Six years ago, after decades of war, drought and civil unrest Afghanistan had nothing that could be described as a functioning medical system. A survey conducted by UNICEF and partners supported by the Ministry of Public Health shortly after the fall of the Taliban found that the maternal mortality rate in the country was among the worst in the world. In fact, with 1,600 women dying for every 100,000 live births, Afghanistan was second only to Sierra Leone which has the highest maternal mortality rate in the world.
There are many reasons why so many women were, and still are, dying during and after pregnancy; poverty, traditional cultural practices and difficult terrain are among them. One problem the country faced was an acute shortage of female medical professionals. Although the Taliban officially allowed women to study medicine, in reality few did. In addition, many qualified women left the country. One Malalai midwife described how her colleague left Afghanistan the day after being beaten by the Taliban for not wearing socks with her burka. Her story is not an isolated one.
This shortage of female health workers is particularly crucial because in Afghanistan it is unacceptable for a woman to be treated by a man. Only if she is in a critical condition would a family consider allowing this to happen.
To address this shortage, in the last few years there has been a massive drive to recruit and train midwives. And special effort has been made to find women who are prepared to live in the most remote areas of the country where it is hard to keep staff. Today Afghanistan has more than 2,400 trained midwives, nowhere near the 8,000 needed but a big improvement on the 446 recorded in 2002.
According to UNICEF’s Dr. Hemlal Sharma, Afghanistan’s health system has made great strides. A good policy structure has been established, more than 80 per cent of the country now has a basic health package (up from 9 per cent five years ago) and there’s been a reduction in the infant mortality rate.

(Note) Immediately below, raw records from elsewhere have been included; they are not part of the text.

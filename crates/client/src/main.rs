//! Command-line driver: pages through the top-rated listing and prints each
//! product card, optionally adding one product to the cart.

use std::sync::Arc;

use anyhow::Context;
use storefront_client::view::{MemoryCartView, StdoutGrid, Toggle};
use storefront_client::{
    CartActionHandler, ClientConfig, HttpStorefrontApi, LoadOutcome, ProductListPaginator,
};
use storefront_core::ProductId;
use tokio::sync::Mutex;

#[tokio::main]
async fn main() -> anyhow::Result<()> {
    storefront_observability::init();

    let config = ClientConfig::from_env();
    let api = Arc::new(
        HttpStorefrontApi::new(&config.api_url, config.timeout)
            .context("failed to build HTTP client")?,
    );
    tracing::info!(api_url = %config.api_url, page_size = config.page_size, "browsing top rated products");

    let mut paginator = ProductListPaginator::new(Arc::clone(&api), StdoutGrid, Toggle::default())
        .with_page_size(config.page_size);

    loop {
        match paginator.load_next().await? {
            LoadOutcome::Loaded { exhausted: false, .. } => continue,
            LoadOutcome::Loaded { exhausted: true, .. } | LoadOutcome::Exhausted => break,
        }
    }
    tracing::info!(
        pages = paginator.current_page(),
        cards = paginator.rendered(),
        "listing exhausted"
    );

    if let Ok(product_id) = std::env::var("STOREFRONT_ADD_TO_CART") {
        let view = Arc::new(Mutex::new(MemoryCartView::with_count("0")));
        let cart = CartActionHandler::new(api, Arc::clone(&view), config.csrf_token())
            .announce_success(config.announce_success);

        let product_id = product_id
            .parse::<ProductId>()
            .context("STOREFRONT_ADD_TO_CART is not a product id")?;
        cart.add_to_cart(product_id).await?;

        let view = view.lock().await;
        println!("cart count: {}", view.count_text);
        for notice in &view.notices {
            println!("notice: {notice}");
        }
    }

    Ok(())
}
//! Compact number formatting for display counters (reviews, units sold).
//!
//! Values below one thousand are shown as whole numbers; larger values are
//! shown in thousands with at most one decimal and a `k` suffix
//! (`1500 → "1.5k"`, `2000 → "2k"`).
//!
//! Raw values come from HTML attributes and JSON, so they are untrusted text.
//! Anything that does not start with a finite number formats as `0`.

/// Threshold from which values are abbreviated in thousands.
const THOUSAND: f64 = 1000.0;

/// Format a numeric value compactly.
///
/// Non-finite input is treated as `0`. Rounding is half away from zero.
pub fn format_count(value: f64) -> String {
    let value = if value.is_finite() { value } else { 0.0 };

    if value >= THOUSAND {
        // v / 1000 to one decimal place == round(v / 100) / 10
        let tenths = (value / 100.0).round();
        let text = format!("{:.1}", tenths / 10.0);
        let text = text.strip_suffix(".0").unwrap_or(&text);
        return format!("{text}k");
    }

    let whole = value.round();
    if whole == 0.0 {
        // avoid rendering "-0"
        return "0".to_string();
    }
    format!("{whole:.0}")
}

/// Format a raw attribute/JSON value, substituting `0` when it is absent or
/// unparseable.
///
/// Malformed non-empty input is reported at `debug` level so upstream data
/// problems remain traceable without surfacing anything to the shopper.
pub fn format_raw(raw: Option<&str>) -> String {
    let value = match raw {
        None => 0.0,
        Some(text) if text.trim().is_empty() => 0.0,
        Some(text) => parse_lenient(text).unwrap_or_else(|| {
            tracing::debug!(raw = text, "non-numeric counter value, defaulting to 0");
            0.0
        }),
    };
    format_count(value)
}

/// Parse the leading decimal number of `text`.
///
/// Leading/trailing whitespace is ignored and trailing garbage after a
/// numeric prefix is dropped (`"12 reviews"` parses as `12`). Returns `None`
/// when no finite number can be read.
pub fn parse_lenient(text: &str) -> Option<f64> {
    let trimmed = text.trim();
    if trimmed.is_empty() {
        return None;
    }

    if let Ok(v) = trimmed.parse::<f64>() {
        return v.is_finite().then_some(v);
    }

    let prefix = numeric_prefix(trimmed);
    if prefix.is_empty() {
        return None;
    }
    prefix.parse::<f64>().ok().filter(|v| v.is_finite())
}

/// Longest prefix of `s` shaped like `[+-]digits[.digits][e[+-]digits]`.
fn numeric_prefix(s: &str) -> &str {
    let b = s.as_bytes();
    let mut i = 0;

    if i < b.len() && (b[i] == b'+' || b[i] == b'-') {
        i += 1;
    }

    let int_start = i;
    while i < b.len() && b[i].is_ascii_digit() {
        i += 1;
    }
    let mut digits = i - int_start;

    if i < b.len() && b[i] == b'.' {
        let frac_start = i + 1;
        let mut j = frac_start;
        while j < b.len() && b[j].is_ascii_digit() {
            j += 1;
        }
        if digits > 0 || j > frac_start {
            digits += j - frac_start;
            i = j;
        }
    }

    if digits == 0 {
        return "";
    }

    if i < b.len() && (b[i] == b'e' || b[i] == b'E') {
        let mut j = i + 1;
        if j < b.len() && (b[j] == b'+' || b[j] == b'-') {
            j += 1;
        }
        let exp_start = j;
        while j < b.len() && b[j].is_ascii_digit() {
            j += 1;
        }
        if j > exp_start {
            i = j;
        }
    }

    &s[..i]
}
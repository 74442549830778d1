//! Page surfaces driven by the controllers.
//!
//! A browser binding implements these over DOM nodes; the in-memory
//! implementations below back the command-line driver and the tests.

/// Container the product cards are appended to (`#product-grid`).
pub trait ProductGrid {
    /// Append one rendered card after the existing ones.
    fn append_card(&mut self, html: String);
}

/// The "view more" control (`#view-more-btn`).
pub trait LoadMoreTrigger {
    fn hide(&mut self);
    fn is_visible(&self) -> bool;
}

/// Cart badge and notice surface touched by the add-to-cart flow.
pub trait CartView: Send {
    /// Text currently displayed in the cart counter (`.cart-count`).
    fn cart_count_text(&self) -> String;
    fn set_cart_count_text(&mut self, text: String);
    /// Show a user-visible notice (the page uses a blocking alert).
    fn show_notice(&mut self, message: &str);
}

/// Grid that keeps the appended cards in order.
#[derive(Debug, Default, Clone)]
pub struct CardList {
    cards: Vec<String>,
}

impl CardList {
    pub fn cards(&self) -> &[String] {
        &self.cards
    }

    pub fn len(&self) -> usize {
        self.cards.len()
    }

    pub fn is_empty(&self) -> bool {
        self.cards.is_empty()
    }
}

impl ProductGrid for CardList {
    fn append_card(&mut self, html: String) {
        self.cards.push(html);
    }
}

/// Grid that writes each card to stdout as it arrives.
#[derive(Debug, Default)]
pub struct StdoutGrid;

impl ProductGrid for StdoutGrid {
    fn append_card(&mut self, html: String) {
        println!("{html}");
    }
}

/// A show/hide toggle, initially visible.
#[derive(Debug, Clone, Copy, PartialEq, Eq)]
pub struct Toggle {
    visible: bool,
}

impl Default for Toggle {
    fn default() -> Self {
        Self { visible: true }
    }
}

impl LoadMoreTrigger for Toggle {
    fn hide(&mut self) {
        self.visible = false;
    }

    fn is_visible(&self) -> bool {
        self.visible
    }
}

/// Cart badge text plus the notices shown so far.
#[derive(Debug, Clone, Default, PartialEq, Eq)]
pub struct MemoryCartView {
    pub count_text: String,
    pub notices: Vec<String>,
}

impl MemoryCartView {
    pub fn with_count(text: impl Into<String>) -> Self {
        Self {
            count_text: text.into(),
            notices: Vec::new(),
        }
    }
}

impl CartView for MemoryCartView {
    fn cart_count_text(&self) -> String {
        self.count_text.clone()
    }

    fn set_cart_count_text(&mut self, text: String) {
        self.count_text = text;
    }

    fn show_notice(&mut self, message: &str) {
        self.notices.push(message.to_string());
    }
}
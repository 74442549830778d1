//! Cookie string lookup (`document.cookie` format).

use percent_encoding::percent_decode_str;

/// Name of the cookie holding the CSRF token.
pub const CSRF_COOKIE: &str = "csrf_token";

/// Value of the first cookie called `name`, percent-decoded.
///
/// `cookies` is a `;`-separated list of `name=value` pairs. Entries are
/// trimmed before matching; names are case-sensitive.
pub fn cookie_value(cookies: &str, name: &str) -> Option<String> {
    cookies
        .split(';')
        .map(str::trim)
        .find_map(|entry| {
            entry
                .strip_prefix(name)
                .and_then(|rest| rest.strip_prefix('='))
        })
        .map(|raw| percent_decode_str(raw).decode_utf8_lossy().into_owned())
}

/// CSRF token issued by the backend, if the cookie is present.
pub fn csrf_token_from_cookies(cookies: &str) -> Option<String> {
    cookie_value(cookies, CSRF_COOKIE)
}
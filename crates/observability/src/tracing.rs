//! JSON log output for the storefront binaries.
//!
//! Records go to stderr; `storefront-browse` prints card HTML on stdout.

use tracing_subscriber::EnvFilter;

/// Install the global subscriber with `default_directive` as the filter.
///
/// A `RUST_LOG` value takes precedence. If a subscriber is already installed
/// (another call, or a test harness) this does nothing.
pub fn init(default_directive: &str) {
    let filter = EnvFilter::try_from_default_env()
        .unwrap_or_else(|_| EnvFilter::new(default_directive));

    let _ = tracing_subscriber::fmt()
        .with_env_filter(filter)
        .json()
        .with_timer(tracing_subscriber::fmt::time::SystemTime)
        .with_target(false)
        .with_writer(std::io::stderr)
        .try_init();
}

#[cfg(test)]
mod tests {
    #[test]
    fn init_is_idempotent() {
        super::init("debug");
        super::init("warn");
        ::tracing::info!("still logging after repeated init");
    }
}
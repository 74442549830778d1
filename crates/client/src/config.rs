//! Client configuration from environment variables.

use std::fmt::Display;
use std::str::FromStr;
use std::time::Duration;

use crate::cookies::csrf_token_from_cookies;
use crate::paginator::DEFAULT_PAGE_SIZE;

pub const DEFAULT_API_URL: &str = "http://localhost:5000";
pub const DEFAULT_TIMEOUT_SECS: u64 = 10;

/// Runtime settings for the storefront client.
#[derive(Debug, Clone, PartialEq, Eq)]
pub struct ClientConfig {
    /// Base URL of the storefront backend.
    pub api_url: String,
    /// Raw cookie string scanned for the CSRF token.
    pub cookie: Option<String>,
    /// Full page size; a shorter page means the listing is exhausted.
    pub page_size: usize,
    pub timeout: Duration,
    /// Also show a notice after a successful add-to-cart.
    pub announce_success: bool,
}

impl Default for ClientConfig {
    fn default() -> Self {
        Self {
            api_url: DEFAULT_API_URL.to_string(),
            cookie: None,
            page_size: DEFAULT_PAGE_SIZE,
            timeout: Duration::from_secs(DEFAULT_TIMEOUT_SECS),
            announce_success: false,
        }
    }
}

impl ClientConfig {
    /// Load from the process environment.
    pub fn from_env() -> Self {
        Self::from_lookup(|key| std::env::var(key).ok())
    }

    /// Load using an arbitrary key lookup (environment, file, test map).
    ///
    /// Missing or invalid values fall back to defaults with a log line.
    pub fn from_lookup(lookup: impl Fn(&str) -> Option<String>) -> Self {
        let defaults = Self::default();

        let api_url = lookup("STOREFRONT_API_URL").unwrap_or_else(|| {
            tracing::warn!("STOREFRONT_API_URL not set; using {}", defaults.api_url);
            defaults.api_url.clone()
        });

        let cookie = lookup("STOREFRONT_COOKIE").filter(|c| !c.trim().is_empty());
        if cookie.is_none() {
            tracing::info!("STOREFRONT_COOKIE not set; requests carry no CSRF token");
        }

        let page_size = parse_or(&lookup, "STOREFRONT_PAGE_SIZE", defaults.page_size);
        let page_size = if page_size == 0 {
            tracing::warn!("STOREFRONT_PAGE_SIZE must be positive; using {DEFAULT_PAGE_SIZE}");
            DEFAULT_PAGE_SIZE
        } else {
            page_size
        };

        let timeout_secs = parse_or(&lookup, "STOREFRONT_TIMEOUT_SECS", DEFAULT_TIMEOUT_SECS);
        let announce_success =
            parse_or(&lookup, "STOREFRONT_ANNOUNCE_SUCCESS", defaults.announce_success);

        Self {
            api_url,
            cookie,
            page_size,
            timeout: Duration::from_secs(timeout_secs),
            announce_success,
        }
    }

    /// CSRF token from the configured cookie string.
    pub fn csrf_token(&self) -> Option<String> {
        self.cookie.as_deref().and_then(csrf_token_from_cookies)
    }
}

fn parse_or<T>(lookup: &impl Fn(&str) -> Option<String>, key: &str, default: T) -> T
where
    T: FromStr + Display,
    T::Err: Display,
{
    match lookup(key) {
        None => default,
        Some(raw) => raw.trim().parse().unwrap_or_else(|e| {
            tracing::warn!("invalid {key} value {raw:?}: {e}; using default {default}");
            default
        }),
    }
}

But many problems remain. The lack of security in some parts of the country continues to hamper progress. Not only does the ongoing unrest make it difficult, sometimes impossible, to create functioning medical facilities but it is also a drain on resources.

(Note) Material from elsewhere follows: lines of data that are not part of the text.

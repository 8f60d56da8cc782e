//! Actions driving one container from record to running unit.

use super::RunContainerArgs;
use crate::container::{Container, ContainerStatus};
use crate::errors::Result;
use crate::pipeline::Action;
use crate::provision::CreateSpec;
use async_trait::async_trait;
use tracing::{debug, error};

/// Persists a fresh container record.
///
/// Deploy containers start in `building`, every other container in
/// `created`. The incoming value is ignored.
#[derive(Debug, Clone, Copy, Default)]
pub struct InsertContainer;

#[async_trait]
impl Action<RunContainerArgs, Container> for InsertContainer {
    fn name(&self) -> &str {
        "insert-empty-container"
    }

    async fn forward(&self, args: &RunContainerArgs, _previous: Container) -> Result<Container> {
        args.cancellation.check().await?;
        let status = if args.is_deploy {
            ContainerStatus::Building
        } else {
            ContainerStatus::Created
        };
        let mut container = Container::new(args.app.name(), &args.process_name).with_status(status);
        container.platform = args.app.platform().to_string();
        container.image.clone_from(&args.image);
        container.building_image.clone_from(&args.building_image);
        container.exposed_port.clone_from(&args.exposed_port);

        if let Err(err) = args.provisioner.store.insert(&container).await {
            error!(container = %container.name, error = %err, "error inserting container into store");
            return Err(err);
        }
        Ok(container)
    }

    async fn backward(&self, args: &RunContainerArgs, result: &Container) {
        if let Err(err) = args.provisioner.store.delete(&result.name).await {
            error!(container = %result.name, error = %err, "failed to delete container record");
        }
    }
}

/// Persists the whole in-memory record.
#[derive(Debug, Clone, Copy, Default)]
pub struct UpdateContainerInStore;

#[async_trait]
impl Action<RunContainerArgs, Container> for UpdateContainerInStore {
    fn name(&self) -> &str {
        "update-database-container"
    }

    async fn forward(&self, args: &RunContainerArgs, previous: Container) -> Result<Container> {
        args.cancellation.check().await?;
        if let Err(err) = args
            .provisioner
            .store
            .update(&previous.name, &previous)
            .await
        {
            error!(container = %previous.name, error = %err, "error updating container in store");
            return Err(err);
        }
        Ok(previous)
    }
}

/// Materializes the runtime container.
#[derive(Debug, Clone, Copy, Default)]
pub struct CreateContainer;

#[async_trait]
impl Action<RunContainerArgs, Container> for CreateContainer {
    fn name(&self) -> &str {
        "create-container"
    }

    async fn forward(&self, args: &RunContainerArgs, previous: Container) -> Result<Container> {
        args.cancellation.check().await?;
        let mut container = previous;
        let spec = CreateSpec {
            name: container.name.clone(),
            app_name: container.app_name.clone(),
            process_name: container.process_name.clone(),
            image: args.image.clone(),
            commands: args.commands.clone(),
            deploy: args.is_deploy,
            building: args.building_image.is_some(),
            destination_hosts: args.destination_hosts.clone(),
            exposed_port: args.exposed_port.clone(),
        };
        debug!(
            app = %spec.app_name,
            image = %spec.image,
            commands = ?spec.commands,
            "creating container"
        );
        match args.provisioner.runtime.create(&spec).await {
            Ok(id) => {
                container.id = id;
                Ok(container)
            }
            Err(err) => {
                error!(app = %spec.app_name, error = %err, "error creating container");
                Err(err)
            }
        }
    }

    async fn backward(&self, args: &RunContainerArgs, result: &Container) {
        if let Err(err) = args.provisioner.runtime.remove(&result.id).await {
            error!(container = %result.id, error = %err, "failed to remove the container");
        }
    }
}

/// Persists the runtime-assigned id against the record.
#[derive(Debug, Clone, Copy, Default)]
pub struct SetContainerId;

#[async_trait]
impl Action<RunContainerArgs, Container> for SetContainerId {
    fn name(&self) -> &str {
        "set-container-id"
    }

    async fn forward(&self, args: &RunContainerArgs, previous: Container) -> Result<Container> {
        args.cancellation.check().await?;
        if let Err(err) = args
            .provisioner
            .store
            .update(&previous.name, &previous)
            .await
        {
            error!(container = %previous.name, error = %err, "error setting container id");
            return Err(err);
        }
        Ok(previous)
    }
}

/// Records the container as stopped instead of starting it.
#[derive(Debug, Clone, Copy, Default)]
pub struct StopContainer;

#[async_trait]
impl Action<RunContainerArgs, Container> for StopContainer {
    fn name(&self) -> &str {
        "stop-container"
    }

    async fn forward(&self, args: &RunContainerArgs, previous: Container) -> Result<Container> {
        let mut container = previous;
        container.set_status(ContainerStatus::Stopped)?;
        args.provisioner
            .store
            .update(&container.name, &container)
            .await?;
        Ok(container)
    }

    async fn backward(&self, args: &RunContainerArgs, result: &Container) {
        let mut container = result.clone();
        if container.set_status(ContainerStatus::Created).is_err() {
            return;
        }
        if let Err(err) = args
            .provisioner
            .store
            .update(&container.name, &container)
            .await
        {
            error!(container = %container.name, error = %err, "failed to restore container status");
        }
    }
}

/// Records where the runtime attached the container.
#[derive(Debug, Clone, Copy, Default)]
pub struct SetNetworkInfo;

#[async_trait]
impl Action<RunContainerArgs, Container> for SetNetworkInfo {
    fn name(&self) -> &str {
        "set-network-info"
    }

    async fn forward(&self, args: &RunContainerArgs, previous: Container) -> Result<Container> {
        let mut container = previous;
        let info = args.provisioner.runtime.network_info(&container.id).await?;
        container.set_network_info(info);
        Ok(container)
    }
}

/// Starts the runtime container.
#[derive(Debug, Clone, Copy, Default)]
pub struct StartContainer;

#[async_trait]
impl Action<RunContainerArgs, Container> for StartContainer {
    fn name(&self) -> &str {
        "start-container"
    }

    async fn forward(&self, args: &RunContainerArgs, previous: Container) -> Result<Container> {
        args.cancellation.check().await?;
        let mut container = previous;
        debug!(container = %container.id, "starting container");
        if let Err(err) = args
            .provisioner
            .runtime
            .start(&container.id, args.is_deploy)
            .await
        {
            error!(container = %container.id, error = %err, "error starting container");
            return Err(err);
        }
        if !args.is_deploy {
            container.set_status(ContainerStatus::Started)?;
        }
        Ok(container)
    }

    async fn backward(&self, args: &RunContainerArgs, result: &Container) {
        let grace = args.provisioner.config.stop_grace_period_secs;
        if let Err(err) = args.provisioner.runtime.stop(&result.id, grace).await {
            error!(container = %result.id, error = %err, "failed to stop the container");
        }
    }
}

Fauzia Kufi is the Member of Parliament for the north-eastern province of Badakhshan, a remote mountainous area, where women sometimes have to walk for days to reach the nearest medical facility. Badakhshan has the worst recorded maternal mortality rate in the world, an appalling 6,500 maternal deaths for every 100,000 live births. The province is in desperate need of roads, hospitals and trained staff, but Kufi says that often her relatively peaceful part of the country is overlooked as funds are needed to fight the insurgency in the south of the country.
Despite the progress made in the last five years Kufi, a vocal campaigner for women’s rights, believes that the authorities have been slow to make maternal health a priority. She points out that currently Afghanistan has the attention of the world and that donors are providing money and expertise. “If we can’t do it now, when can we do it?” she asks rhetorically. If this opportunity is missed, she fears it will never come again and a young mother in Afghanistan will continue to die every 27 minutes.